[Stored items]
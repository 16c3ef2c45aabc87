//! Projection to rows and construction from rows.
//!
//! [`project`] and [`kproject`] read named fields through [`Record`];
//! [`splat_into`] and [`ksplat`] build values back from the rows they
//! produce. Field names are fixed when the stage is created.

use std::marker::PhantomData;

use serde::de::DeserializeOwned;

use crate::error::Result;
use crate::record::{Fields, Record, Value, construct};
use crate::seq::{IntoSeq, Seq};
use crate::stage::Stage;

/// Stage mapping elements to the values of named fields.
///
/// Created by [`project`] and [`kproject`].
#[derive(Debug, Clone)]
pub struct Project<Out> {
    names: Vec<String>,
    row: PhantomData<fn() -> Out>,
}

fn names_of<N>(names: N) -> Vec<String>
where
    N: IntoIterator,
    N::Item: Into<String>,
{
    names.into_iter().map(Into::into).collect()
}

/// Returns a stage mapping each element to the ordered list of its `names`
/// field values.
///
/// An element lacking one of the fields surfaces
/// [`PipelineError::MissingField`](crate::PipelineError::MissingField) when
/// it is pulled.
///
/// # Examples
///
/// ```rust
/// use lazypipe::prelude::*;
/// use serde_json::json;
///
/// #[derive(lazypipe::Record)]
/// struct Reading {
///     sensor: String,
///     celsius: f64,
/// }
///
/// let rows = p!(
///     vec![Reading { sensor: "t1".into(), celsius: 21.5 }],
///     project(["celsius", "sensor"]),
///     materialize(),
/// )
/// .unwrap();
/// assert_eq!(rows, vec![vec![json!(21.5), json!("t1")]]);
/// ```
pub fn project<N>(names: N) -> Project<Vec<Value>>
where
    N: IntoIterator,
    N::Item: Into<String>,
{
    Project {
        names: names_of(names),
        row: PhantomData,
    }
}

/// Returns a stage mapping each element to a name-to-value mapping of its
/// `names` fields.
///
/// # Examples
///
/// ```rust
/// use lazypipe::prelude::*;
/// use serde_json::json;
///
/// #[derive(lazypipe::Record)]
/// struct Reading {
///     sensor: String,
///     celsius: f64,
/// }
///
/// let rows = p!(
///     vec![Reading { sensor: "t1".into(), celsius: 21.5 }],
///     kproject(["sensor"]),
///     materialize(),
/// )
/// .unwrap();
/// assert_eq!(rows[0]["sensor"], json!("t1"));
/// assert_eq!(rows[0].len(), 1);
/// ```
pub fn kproject<N>(names: N) -> Project<Fields>
where
    N: IntoIterator,
    N::Item: Into<String>,
{
    Project {
        names: names_of(names),
        row: PhantomData,
    }
}

/// A row shape a projection can produce.
pub trait Row: Sized {
    /// Reads `names` from `record`.
    ///
    /// # Errors
    ///
    /// Returns the first field lookup fault.
    fn read<R: Record>(record: &R, names: &[String]) -> Result<Self>;
}

impl Row for Vec<Value> {
    fn read<R: Record>(record: &R, names: &[String]) -> Result<Self> {
        names.iter().map(|name| record.field(name)).collect()
    }
}

impl Row for Fields {
    fn read<R: Record>(record: &R, names: &[String]) -> Result<Self> {
        names
            .iter()
            .map(|name| Ok((name.clone(), record.field(name)?)))
            .collect()
    }
}

impl<S, Out> Stage<S> for Project<Out>
where
    S: IntoSeq,
    S::Item: Record,
    Out: Row,
{
    type Output = Seq<Projected<S::IntoSeq, Out>>;

    fn apply(self, input: S) -> Result<Self::Output> {
        Ok(Seq::new(Projected {
            inner: input.into_seq(),
            names: self.names,
            row: PhantomData,
        }))
    }
}

/// Lazy sequence produced by [`project`] and [`kproject`].
pub struct Projected<I, Out> {
    inner: I,
    names: Vec<String>,
    row: PhantomData<fn() -> Out>,
}

impl<A, I, Out> Iterator for Projected<I, Out>
where
    I: Iterator<Item = Result<A>>,
    A: Record,
    Out: Row,
{
    type Item = Result<Out>;

    fn next(&mut self) -> Option<Self::Item> {
        let item = self.inner.next()?;
        Some(item.and_then(|record| Out::read(&record, &self.names)))
    }

    fn size_hint(&self) -> (usize, Option<usize>) {
        self.inner.size_hint()
    }
}

/// Stage building values of `T` from rows.
///
/// Created by [`splat_into`] and [`ksplat`].
pub struct Unpack<T, In> {
    target: PhantomData<fn(In) -> T>,
}

impl<T, In> Clone for Unpack<T, In> {
    fn clone(&self) -> Self {
        Self {
            target: PhantomData,
        }
    }
}

/// Returns a stage constructing a `T` from each positional row, as produced
/// by [`project`].
///
/// Row values fill `T`'s fields in declaration order. Trailing fields may be
/// omitted when they carry `#[serde(default)]`; anything that does not fit
/// surfaces [`PipelineError::Decode`](crate::PipelineError::Decode).
pub const fn splat_into<T>() -> Unpack<T, Vec<Value>> {
    Unpack {
        target: PhantomData,
    }
}

/// Returns a stage constructing a `T` from each name-to-value mapping, as
/// produced by [`kproject`].
///
/// # Examples
///
/// ```rust
/// use lazypipe::prelude::*;
/// use lazypipe::record::Fields;
/// use serde::Deserialize;
/// use serde_json::json;
///
/// #[derive(Debug, PartialEq, Deserialize)]
/// struct Window {
///     width: u32,
///     #[serde(default)]
///     height: u32,
/// }
///
/// let mut fields = Fields::new();
/// fields.insert("width".into(), json!(80));
///
/// let windows = p!(vec![fields], ksplat::<Window>(), materialize()).unwrap();
/// assert_eq!(windows, vec![Window { width: 80, height: 0 }]);
/// ```
pub const fn ksplat<T>() -> Unpack<T, Fields> {
    Unpack {
        target: PhantomData,
    }
}

impl<S, T, In> Stage<S> for Unpack<T, In>
where
    S: IntoSeq<Item = In>,
    In: Into<Value>,
    T: DeserializeOwned,
{
    type Output = Seq<Unpacked<S::IntoSeq, T>>;

    fn apply(self, input: S) -> Result<Self::Output> {
        Ok(Seq::new(Unpacked {
            inner: input.into_seq(),
            target: PhantomData,
        }))
    }
}

/// Lazy sequence produced by [`splat_into`] and [`ksplat`].
pub struct Unpacked<I, T> {
    inner: I,
    target: PhantomData<fn() -> T>,
}

impl<A, I, T> Iterator for Unpacked<I, T>
where
    I: Iterator<Item = Result<A>>,
    A: Into<Value>,
    T: DeserializeOwned,
{
    type Item = Result<T>;

    fn next(&mut self) -> Option<Self::Item> {
        let item = self.inner.next()?;
        Some(item.and_then(|arguments| construct(arguments.into())))
    }

    fn size_hint(&self) -> (usize, Option<usize>) {
        self.inner.size_hint()
    }
}

#[cfg(all(test, feature = "derive"))]
mod tests {
    use super::*;
    use crate::error::PipelineError;
    use crate::seq::seq;
    use serde::Deserialize;
    use serde_json::json;

    #[derive(Debug, Clone, PartialEq, Deserialize, crate::Record)]
    struct Thing {
        a: i64,
        b: i64,
        c: i64,
        #[serde(default = "one")]
        d: i64,
        #[serde(default = "two")]
        e: i64,
    }

    const fn one() -> i64 {
        1
    }

    const fn two() -> i64 {
        2
    }

    fn things() -> Vec<Thing> {
        (0..3)
            .map(|index| Thing {
                a: index,
                b: index + 1,
                c: index + 2,
                d: 1,
                e: 2,
            })
            .collect()
    }

    #[test]
    fn test_project_in_given_order() {
        let rows: Vec<Vec<Value>> = project(["e", "a"])
            .apply(things())
            .unwrap()
            .map(Result::unwrap)
            .collect();
        assert_eq!(
            rows,
            vec![
                vec![json!(2), json!(0)],
                vec![json!(2), json!(1)],
                vec![json!(2), json!(2)],
            ]
        );
    }

    #[test]
    fn test_project_missing_field_faults_on_pull() {
        let mut rows = project(vec!["a".to_owned(), "z".to_owned()])
            .apply(seq(things()))
            .unwrap();
        let fault = rows.next().unwrap().unwrap_err();
        assert!(matches!(fault, PipelineError::MissingField { ref field, .. } if field == "z"));
        assert!(rows.next().is_none());
    }

    #[test]
    fn test_kproject_then_ksplat_round_trips() {
        let rebuilt: Vec<Thing> = ksplat::<Thing>()
            .apply(
                kproject(["a", "b", "c", "d", "e"])
                    .apply(things())
                    .unwrap(),
            )
            .unwrap()
            .map(Result::unwrap)
            .collect();
        assert_eq!(rebuilt, things());
    }

    #[test]
    fn test_splat_into_fills_trailing_defaults() {
        let rows = vec![vec![json!(7), json!(8), json!(9)]];
        let built: Vec<Thing> = splat_into::<Thing>()
            .apply(rows)
            .unwrap()
            .map(Result::unwrap)
            .collect();
        assert_eq!(
            built,
            vec![Thing {
                a: 7,
                b: 8,
                c: 9,
                d: 1,
                e: 2,
            }]
        );
    }

    #[test]
    fn test_splat_into_rejects_short_row() {
        let mut built = splat_into::<Thing>().apply(vec![vec![json!(7)]]).unwrap();
        assert!(matches!(
            built.next(),
            Some(Err(PipelineError::Decode { .. }))
        ));
    }
}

**WORK REQUIRED:** Count every line in the data that contains the word "constructing", then give that count and nothing else.

**YOUR RESPONSE:** 2